Virtual Workout: YMCA moving classes online to keep people in shape
The YMCA may have temporarily closed its doors due to the COVID-19 pandemic, but the instructors who teach classes are still giving people the motivation to stay on the move.
The YMCA has moved some of its classes to a virtual format, where people can take classes like yoga, zumba, palettes, HIIT Class and Power Class from the comfort of their own homes. The service has been free since the pandemic began, but it may eventually start costing money in the future.
Marie Trimble has been teaching her HIIT class from her back porch during her lunch break at noon Mondays and Wednesdays. She emphasized the importance of exercise, especially during the current world of unpredictability that we all live in.
“It’s incredibly important to stay active,” Trimble said. “I know it’s kind of a struggle and it was hard for me to get used to a new routine because I’m used to working all day and being at the Y four nights a week and on the weekend. With the state of the world, exercise is even more important for your physical and mental health.”
Trimble isn’t able to see the class she is teaching, but she is able to see who logs on during her workouts. When she sees a familiar face, she will give them a shoutout or encourage them to push harder.
“I cannot see any of (the class). The first time or two it was really weird, but now I don’t think so much about it. I kind of envision them in my head,” Trimble said. “I know I’m still teaching them and when I’m out here on the patio, my neighbors know what’s going on because they can hear me yelling. It’s good to know I’m reaching them and it’s some way to connect with them, even if I can’t see them.”

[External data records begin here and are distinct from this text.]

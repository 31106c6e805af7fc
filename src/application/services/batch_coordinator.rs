use std::sync::Arc;

use serde_json::Value;

use crate::application::ports::{ExtractionOracle, OracleError};
use crate::domain::{ExtractionBatch, LineItem};

use super::item_parsing::{ItemError, items_array, json_payload, parse_items};
use super::prompts::{BATCH_SYSTEM_PROMPT, batch_prompt};

pub const DEFAULT_BATCH_SIZE: usize = 10;

#[derive(Debug, Clone, PartialEq, thiserror::Error)]
pub enum BatchExtractionError {
    #[error("batch {batch}: {source}")]
    Oracle { batch: usize, source: OracleError },
    #[error("batch {batch}: answer is not valid JSON: {reason}")]
    MalformedJson { batch: usize, reason: String },
    #[error("batch {batch}: answer contains no item list")]
    MissingItems { batch: usize },
    #[error("batch {batch}: expected {expected} items, got {actual}")]
    CountMismatch {
        batch: usize,
        expected: usize,
        actual: usize,
    },
    #[error("batch {batch}: {source}")]
    InvalidItem { batch: usize, source: ItemError },
}

/// Splits blocks into consecutive batches of at most `batch_size`, preserving
/// order. A zero batch size is treated as one block per batch.
pub fn plan_batches(blocks: &[String], batch_size: usize) -> Vec<ExtractionBatch> {
    blocks
        .chunks(batch_size.max(1))
        .enumerate()
        .map(|(index, chunk)| ExtractionBatch {
            index,
            blocks: chunk.to_vec(),
        })
        .collect()
}

/// Validates one batch answer: it must hold exactly as many well-formed items
/// as the batch had blocks.
pub fn parse_batch_response(
    batch: &ExtractionBatch,
    content: &str,
) -> Result<Vec<LineItem>, BatchExtractionError> {
    let value: Value =
        serde_json::from_str(json_payload(content)).map_err(|e| BatchExtractionError::MalformedJson {
            batch: batch.index,
            reason: e.to_string(),
        })?;

    let raw = items_array(&value).ok_or(BatchExtractionError::MissingItems { batch: batch.index })?;

    if raw.len() != batch.expected_count() {
        return Err(BatchExtractionError::CountMismatch {
            batch: batch.index,
            expected: batch.expected_count(),
            actual: raw.len(),
        });
    }

    parse_items(raw).map_err(|source| BatchExtractionError::InvalidItem {
        batch: batch.index,
        source,
    })
}

/// Sends blocks to the oracle in fixed-size batches and concatenates the
/// answers in batch order. Any failing batch fails the whole run.
pub struct BatchCoordinator {
    batch_size: usize,
}

impl Default for BatchCoordinator {
    fn default() -> Self {
        Self::new(DEFAULT_BATCH_SIZE)
    }
}

impl BatchCoordinator {
    pub fn new(batch_size: usize) -> Self {
        Self {
            batch_size: batch_size.max(1),
        }
    }

    pub fn batch_size(&self) -> usize {
        self.batch_size
    }

    #[tracing::instrument(skip_all, fields(blocks = blocks.len(), batch_size = self.batch_size))]
    pub async fn extract(
        &self,
        oracle: Arc<dyn ExtractionOracle>,
        blocks: Vec<String>,
        reference: Option<String>,
    ) -> Result<Vec<LineItem>, BatchExtractionError> {
        let batches = plan_batches(&blocks, self.batch_size);
        let mut items = Vec::with_capacity(blocks.len());

        for batch in &batches {
            let prompt = batch_prompt(batch, reference.as_deref());
            let content = oracle
                .chat(BATCH_SYSTEM_PROMPT, &prompt)
                .await
                .map_err(|source| BatchExtractionError::Oracle {
                    batch: batch.index,
                    source,
                })?;

            let parsed = parse_batch_response(batch, &content)?;
            tracing::debug!(batch = batch.index, items = parsed.len(), "Batch extracted");
            items.extend(parsed);
        }

        tracing::info!(batches = batches.len(), items = items.len(), "Batch extraction complete");
        Ok(items)
    }
}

One of the main obstacles of a virtual gym is that not everyone has the usual equipment handy. Workout enthusiasts who do not own any weights have had to make do with filled up water bottles, canned goods and even gym bags full of shoes.

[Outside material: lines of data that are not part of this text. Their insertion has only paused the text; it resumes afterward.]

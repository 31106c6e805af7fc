use std::fmt;
use std::str::FromStr;

#[derive(Debug, Clone, Copy, PartialEq, Eq, Hash)]
pub enum JobStatus {
    Waiting,
    Processing,
    Completed,
    Error,
    Cancelled,
    PasswordRequired,
}

impl JobStatus {
    pub fn as_str(&self) -> &'static str {
        match self {
            JobStatus::Waiting => "WAITING",
            JobStatus::Processing => "PROCESSING",
            JobStatus::Completed => "COMPLETED",
            JobStatus::Error => "ERROR",
            JobStatus::Cancelled => "CANCELLED",
            JobStatus::PasswordRequired => "PASSWORD_REQUIRED",
        }
    }

    /// Terminal statuses accept no further mutation.
    pub fn is_terminal(&self) -> bool {
        matches!(
            self,
            JobStatus::Completed | JobStatus::Error | JobStatus::Cancelled
        )
    }

    pub fn is_cancellable(&self) -> bool {
        matches!(self, JobStatus::Waiting | JobStatus::Processing)
    }
}

impl FromStr for JobStatus {
    type Err = String;

    fn from_str(s: &str) -> Result<Self, Self::Err> {
        match s {
            "WAITING" => Ok(JobStatus::Waiting),
            "PROCESSING" => Ok(JobStatus::Processing),
            "COMPLETED" => Ok(JobStatus::Completed),
            "ERROR" => Ok(JobStatus::Error),
            "CANCELLED" => Ok(JobStatus::Cancelled),
            "PASSWORD_REQUIRED" => Ok(JobStatus::PasswordRequired),
            _ => Err(format!("Invalid job status: {}", s)),
        }
    }
}

impl fmt::Display for JobStatus {
    fn fmt(&self, f: &mut fmt::Formatter<'_>) -> fmt::Result {
        write!(f, "{}", self.as_str())
    }
}
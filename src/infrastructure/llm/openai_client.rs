use std::time::Duration;

use async_trait::async_trait;
use reqwest::Client;
use serde::{Deserialize, Serialize};

use crate::application::ports::{ExtractionOracle, OracleError};

/// Hosted oracle speaking the OpenAI chat completions protocol.
pub struct OpenAiClient {
    client: Client,
    base_url: String,
    api_key: String,
    model: String,
}

#[derive(Serialize)]
struct ChatCompletionRequest<'a> {
    model: &'a str,
    messages: Vec<ChatMessage<'a>>,
    temperature: f32,
    response_format: ResponseFormat,
}

#[derive(Serialize)]
struct ChatMessage<'a> {
    role: &'static str,
    content: &'a str,
}

#[derive(Serialize)]
struct ResponseFormat {
    #[serde(rename = "type")]
    kind: &'static str,
}

#[derive(Deserialize)]
struct ChatCompletionResponse {
    choices: Vec<ChatChoice>,
}

#[derive(Deserialize)]
struct ChatChoice {
    message: ChatResponseMessage,
}

#[derive(Deserialize)]
struct ChatResponseMessage {
    #[serde(default)]
    content: Option<String>,
}

impl OpenAiClient {
    pub fn new(
        base_url: String,
        api_key: String,
        model: String,
        timeout: Duration,
    ) -> Result<Self, OracleError> {
        if api_key.trim().is_empty() {
            return Err(OracleError::Misconfigured(
                "OpenAI API key not configured".to_string(),
            ));
        }

        let client = Client::builder()
            .timeout(timeout)
            .build()
            .map_err(|e| OracleError::Misconfigured(format!("openai http client: {e}")))?;

        Ok(Self {
            client,
            base_url: base_url.trim_end_matches('/').to_string(),
            api_key,
            model,
        })
    }
}

#[async_trait]
impl ExtractionOracle for OpenAiClient {
    #[tracing::instrument(skip_all, fields(model = %self.model))]
    async fn chat(&self, system_prompt: &str, user_prompt: &str) -> Result<String, OracleError> {
        let body = ChatCompletionRequest {
            model: &self.model,
            messages: vec![
                ChatMessage {
                    role: "system",
                    content: system_prompt,
                },
                ChatMessage {
                    role: "user",
                    content: user_prompt,
                },
            ],
            temperature: 0.0,
            response_format: ResponseFormat {
                kind: "json_object",
            },
        };

        let response = self
            .client
            .post(format!("{}/chat/completions", self.base_url))
            .header("Authorization", format!("Bearer {}", self.api_key))
            .json(&body)
            .send()
            .await
            .map_err(|e| OracleError::Transport(format!("openai: {e}")))?;

        if response.status() == reqwest::StatusCode::TOO_MANY_REQUESTS {
            return Err(OracleError::RateLimited);
        }

        if !response.status().is_success() {
            let status = response.status();
            let body = response.text().await.unwrap_or_default();
            return Err(OracleError::Transport(format!("HTTP {status}: {body}")));
        }

        let parsed: ChatCompletionResponse = response
            .json()
            .await
            .map_err(|e| OracleError::InvalidResponse(format!("openai: {e}")))?;

        parsed
            .choices
            .into_iter()
            .next()
            .and_then(|choice| choice.message.content)
            .filter(|content| !content.trim().is_empty())
            .ok_or_else(|| OracleError::EmptyResponse("openai".to_string()))
    }
}
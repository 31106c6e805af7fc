use std::time::Duration;

use sqlx::{PgPool, postgres::PgPoolOptions};
use tracing::{info, instrument, warn};

use crate::application::ports::RepositoryError;

const CONNECT_RETRIES: u32 = 5;

const CREATE_EXTRACTIONS_TABLE: &str = r#"
CREATE TABLE IF NOT EXISTS extractions (
    id BIGSERIAL PRIMARY KEY,
    content_hash TEXT NOT NULL UNIQUE,
    job_id UUID NOT NULL,
    filename TEXT NOT NULL,
    issuer TEXT NOT NULL,
    header JSONB NOT NULL,
    items JSONB NOT NULL,
    extracted_at TIMESTAMPTZ NOT NULL
)
"#;

/// Connects with exponential backoff so the service tolerates a database
/// that is still starting.
#[instrument(skip(url))]
pub async fn create_pool(url: &str, max_connections: u32) -> Result<PgPool, RepositoryError> {
    let mut retries_left = CONNECT_RETRIES;
    let mut delay = Duration::from_millis(500);

    loop {
        let attempt = PgPoolOptions::new()
            .max_connections(max_connections)
            .acquire_timeout(Duration::from_secs(10))
            .connect(url)
            .await;

        match attempt {
            Ok(pool) => {
                info!(max_connections, "PostgreSQL connection pool established");
                return Ok(pool);
            }
            Err(e) if retries_left > 0 => {
                retries_left -= 1;
                warn!(
                    error = %e,
                    retries_left,
                    delay_ms = delay.as_millis(),
                    "PostgreSQL unavailable, retrying"
                );
                tokio::time::sleep(delay).await;
                delay *= 2;
            }
            Err(e) => return Err(RepositoryError::ConnectionFailed(e.to_string())),
        }
    }
}

pub async fn ensure_schema(pool: &PgPool) -> Result<(), RepositoryError> {
    sqlx::query(CREATE_EXTRACTIONS_TABLE)
        .execute(pool)
        .await
        .map_err(|e| RepositoryError::QueryFailed(e.to_string()))?;
    info!("Extractions table ready");
    Ok(())
}
use std::future::Future;
use std::sync::Arc;

use tokio::sync::Semaphore;

pub const DEFAULT_MAX_CONCURRENCY: usize = 4;

#[derive(Debug, Clone, PartialEq, thiserror::Error)]
pub enum WorkerError {
    #[error("worker pool is shut down")]
    Closed,
    #[error("worker task failed: {0}")]
    TaskFailed(String),
}

/// Bounded pool for stage work. Every oracle call, file operation and
/// CPU-bound parse or render goes through here so the orchestrating task only
/// ever awaits.
#[derive(Debug, Clone)]
pub struct WorkerPool {
    permits: Arc<Semaphore>,
    max_concurrency: usize,
}

impl Default for WorkerPool {
    fn default() -> Self {
        Self::new(DEFAULT_MAX_CONCURRENCY)
    }
}

impl WorkerPool {
    pub fn new(max_concurrency: usize) -> Self {
        let max_concurrency = max_concurrency.max(1);
        Self {
            permits: Arc::new(Semaphore::new(max_concurrency)),
            max_concurrency,
        }
    }

    pub fn max_concurrency(&self) -> usize {
        self.max_concurrency
    }

    pub fn available(&self) -> usize {
        self.permits.available_permits()
    }

    /// Runs an IO-bound future on its own task once a slot is free.
    pub async fn run<F, T>(&self, task: F) -> Result<T, WorkerError>
    where
        F: Future<Output = T> + Send + 'static,
        T: Send + 'static,
    {
        let permit = self
            .permits
            .clone()
            .acquire_owned()
            .await
            .map_err(|_| WorkerError::Closed)?;

        tokio::spawn(async move {
            let _permit = permit;
            task.await
        })
        .await
        .map_err(|e| WorkerError::TaskFailed(e.to_string()))
    }

    /// Runs CPU-bound work on the blocking thread pool once a slot is free.
    pub async fn run_blocking<F, T>(&self, task: F) -> Result<T, WorkerError>
    where
        F: FnOnce() -> T + Send + 'static,
        T: Send + 'static,
    {
        let permit = self
            .permits
            .clone()
            .acquire_owned()
            .await
            .map_err(|_| WorkerError::Closed)?;

        tokio::task::spawn_blocking(move || {
            let _permit = permit;
            task()
        })
        .await
        .map_err(|e| WorkerError::TaskFailed(e.to_string()))
    }
}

“We’re trying to be creative with our equipment and we’re trying to offer options,” Trimble said.
The YMCA isn’t set to re-open until Phase III of the state’s plan to bring back businesses and that could mean a long wait before the building, which recently opened before the pandemic hit, is full again.
Until then, Trimble and the other instructors will do their best to keep the public going.
“I long for the days to see people, but my new routine is working well. I’ve just made lunch hour my workouts, whether I’m teaching a class or whether I’m doing my own workouts. I’ve committed that to my routine as my workout time,” Trimble said. “I’m thankful that people have been so receptive to it. They are what makes the Y. I know I motivate them, but they motivate me too. It becomes a community and I think of those people as family.”
The YMCA will be offering outdoor classes in the near future as a way of helping people to continue staying active.